Neither Wilson nor Amanda Mahnke, a Cantwell campsign spokeswoman, would say how much Wilson will be paid for his campaign work, the Seattle Post-Intelligencer reported. Wilson did say he was temporarily closing his business, which provides services to construction firms.
Cantwell said she was honored to have Wilson on her side.
"As a veteran, family man, small businessman and candidate, Mark has shown that he stands up for what he believes in, and I'm proud he is here today to say that he believes in me," she said.
An agreement on principle
Wilson said he and Cantwell had a private talk that persuaded him that "we are on the same path when it comes to solving the crisis in Iraq and the potential crisis with Iran. We agree there must be no permanent American military bases in Iraq," he said.
Cantwell's support for the Iraq war has alienated many liberal Democrats, though she has criticized Bush's stewardship. Wilson, who had called for repealing the Patriot Act and redirecting federal funds from fighter jets and tanks to alternative energy, had won the support of high-profile peace activist Cindy Sheehan, whose son died in Iraq.
Wilson said he and Cantwell also agree that every American should have access to quality health care. "We could not get any further from these important goals and remedies than with an insurance executive," Wilson said.
He was referring to the leading Republican candidate, former Safeco Insurance CEO Mike McGavick.
There was no comment Sunday from McGavick headquarters, but the National Republican Senatorial Committee in Washington, D.C., offered a brief statement.
"A six-year incumbent still trying to win over her own party isn't something you'd expect Cantwell to be excited about, and certainly won't bring an end to the booing she faces from her base on the campaign trail," said Brian Walton, the committee's deputy press secretary.
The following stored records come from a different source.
//! Dataset values of the virtual tree.
//!
//! Backing stores hand out [`RawData`] in whatever type they hold. A
//! [`Dataset`] always stores numbers as `float32` and strings unchanged;
//! booleans, complex numbers and opaque blobs are rejected.

use crate::attrs::{attributes_for, Attrs};
use crate::{Error, Result};
use ndarray::{arr0, Array1, Array2, ArrayD};
use std::fmt;

#[cfg(feature = "serde")]
use serde::{Deserialize, Serialize};

/// Source-typed n-dimensional data, before coercion.
#[derive(Debug, Clone, PartialEq)]
pub enum RawData {
    Int(ArrayD<i64>),
    UInt(ArrayD<u64>),
    Float32(ArrayD<f32>),
    Float64(ArrayD<f64>),
    Str(ArrayD<String>),
    Bytes(ArrayD<Vec<u8>>),
    Bool(ArrayD<bool>),
    /// Complex values as `[re, im]` pairs.
    Complex(ArrayD<[f64; 2]>),
    Opaque(Vec<u8>),
}

impl RawData {
    /// Short name of the source type.
    #[must_use]
    pub fn type_name(&self) -> &'static str {
        match self {
            Self::Int(_) => "int",
            Self::UInt(_) => "uint",
            Self::Float32(_) => "float32",
            Self::Float64(_) => "float64",
            Self::Str(_) => "str",
            Self::Bytes(_) => "bytes",
            Self::Bool(_) => "bool",
            Self::Complex(_) => "complex",
            Self::Opaque(_) => "opaque",
        }
    }
}

impl From<f64> for RawData {
    fn from(value: f64) -> Self {
        Self::Float64(arr0(value).into_dyn())
    }
}

impl From<&str> for RawData {
    fn from(value: &str) -> Self {
        Self::Str(arr0(value.to_string()).into_dyn())
    }
}

impl From<String> for RawData {
    fn from(value: String) -> Self {
        Self::Str(arr0(value).into_dyn())
    }
}

impl From<Vec<f64>> for RawData {
    fn from(value: Vec<f64>) -> Self {
        Self::Float64(Array1::from(value).into_dyn())
    }
}

impl From<[f64; 3]> for RawData {
    fn from(value: [f64; 3]) -> Self {
        Self::from(value.to_vec())
    }
}

impl From<Array1<f64>> for RawData {
    fn from(value: Array1<f64>) -> Self {
        Self::Float64(value.into_dyn())
    }
}

impl From<Array2<f64>> for RawData {
    fn from(value: Array2<f64>) -> Self {
        Self::Float64(value.into_dyn())
    }
}

/// Element type of a coerced payload.
#[derive(Debug, Clone, Copy, PartialEq, Eq, Hash)]
#[cfg_attr(feature = "serde", derive(Serialize, Deserialize))]
pub enum DType {
    Float32,
    Str,
    Bytes,
}

impl fmt::Display for DType {
    fn fmt(&self, f: &mut fmt::Formatter<'_>) -> fmt::Result {
        f.write_str(match self {
            Self::Float32 => "float32",
            Self::Str => "str",
            Self::Bytes => "bytes",
        })
    }
}

/// Coerced dataset content.
#[derive(Debug, Clone, PartialEq)]
pub enum Payload {
    Float(ArrayD<f32>),
    Str(ArrayD<String>),
    Bytes(ArrayD<Vec<u8>>),
}

impl Payload {
    /// Applies the dtype convention: int, uint and float become `float32`,
    /// strings and bytes are kept.
    ///
    /// # Errors
    /// Returns [`Error::UnsupportedDtype`] for booleans, complex and opaque data.
    #[allow(clippy::cast_precision_loss, clippy::cast_possible_truncation)]
    pub fn coerce(raw: RawData) -> Result<Self> {
        match raw {
            RawData::Int(a) => Ok(Self::Float(a.mapv(|v| v as f32))),
            RawData::UInt(a) => Ok(Self::Float(a.mapv(|v| v as f32))),
            RawData::Float32(a) => Ok(Self::Float(a)),
            RawData::Float64(a) => Ok(Self::Float(a.mapv(|v| v as f32))),
            RawData::Str(a) => Ok(Self::Str(a)),
            RawData::Bytes(a) => Ok(Self::Bytes(a)),
            other @ (RawData::Bool(_) | RawData::Complex(_) | RawData::Opaque(_)) => {
                Err(Error::UnsupportedDtype(other.type_name()))
            }
        }
    }

    /// Element type.
    #[must_use]
    pub fn dtype(&self) -> DType {
        match self {
            Self::Float(_) => DType::Float32,
            Self::Str(_) => DType::Str,
            Self::Bytes(_) => DType::Bytes,
        }
    }

    /// Array shape; empty for scalars.
    #[must_use]
    pub fn shape(&self) -> &[usize] {
        match self {
            Self::Float(a) => a.shape(),
            Self::Str(a) => a.shape(),
            Self::Bytes(a) => a.shape(),
        }
    }
}

/// A materialized dataset: payload plus its name and attributes.
#[derive(Debug, Clone, PartialEq)]
pub struct Dataset {
    name: String,
    attrs: Attrs,
    payload: Payload,
    is_link: bool,
}

impl Dataset {
    /// Builds a dataset, coercing `raw` and attaching the attributes of `name`.
    ///
    /// # Errors
    /// Returns [`Error::UnsupportedDtype`] if `raw` cannot be coerced.
    pub fn new(name: impl Into<String>, raw: RawData) -> Result<Self> {
        let name = name.into();
        Ok(Self {
            attrs: attributes_for(&name),
            payload: Payload::coerce(raw)?,
            name,
            is_link: false,
        })
    }

    /// Builds a dataset reached through a link.
    ///
    /// # Errors
    /// Returns [`Error::UnsupportedDtype`] if `raw` cannot be coerced.
    pub fn link(name: impl Into<String>, raw: RawData) -> Result<Self> {
        let mut dataset = Self::new(name, raw)?;
        dataset.is_link = true;
        Ok(dataset)
    }

    /// Full path of the dataset.
    #[must_use]
    pub fn name(&self) -> &str {
        &self.name
    }

    /// Attributes of the dataset.
    #[must_use]
    pub fn attrs(&self) -> &Attrs {
        &self.attrs
    }

    /// Coerced content.
    #[must_use]
    pub fn value(&self) -> &Payload {
        &self.payload
    }

    #[must_use]
    pub fn into_payload(self) -> Payload {
        self.payload
    }

    /// Returns true if the dataset was reached through a link.
    #[must_use]
    pub fn is_link(&self) -> bool {
        self.is_link
    }

    #[must_use]
    pub fn dtype(&self) -> DType {
        self.payload.dtype()
    }

    #[must_use]
    pub fn shape(&self) -> &[usize] {
        self.payload.shape()
    }

    #[must_use]
    pub fn ndim(&self) -> usize {
        self.shape().len()
    }

    /// Number of elements (1 for scalars).
    #[must_use]
    pub fn len(&self) -> usize {
        self.shape().iter().product()
    }

    #[must_use]
    pub fn is_empty(&self) -> bool {
        self.len() == 0
    }

    /// Numeric content, if the dataset is numeric.
    #[must_use]
    pub fn as_array(&self) -> Option<&ArrayD<f32>> {
        match &self.payload {
            Payload::Float(a) => Some(a),
            _ => None,
        }
    }

    /// Value of a numeric scalar.
    #[must_use]
    pub fn as_f32(&self) -> Option<f32> {
        self.as_array()
            .filter(|a| a.ndim() == 0)
            .and_then(|a| a.first().copied())
    }

    /// Value of a string scalar.
    #[must_use]
    pub fn as_str(&self) -> Option<&str> {
        match &self.payload {
            Payload::Str(a) if a.ndim() == 0 => a.first().map(String::as_str),
            _ => None,
        }
    }
}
While Cantwell's challengers lack cash and name recognition, their candidacies had turned the state's political left against Cantwell because of the war. Chants of "No More War" rang out before her speech at the state party convention earlier this year.
Another Democratic challenger, Hong Tran, a lawyer who handles public housing issues, has said Democrats shouldn't shift to the right just to win elections. But she herself was criticized when she went after Cantwell on Iraq and environmental issues.
Cantwell supporters praise her for helping block oil exploration in the Arctic National Wildlife Refuge.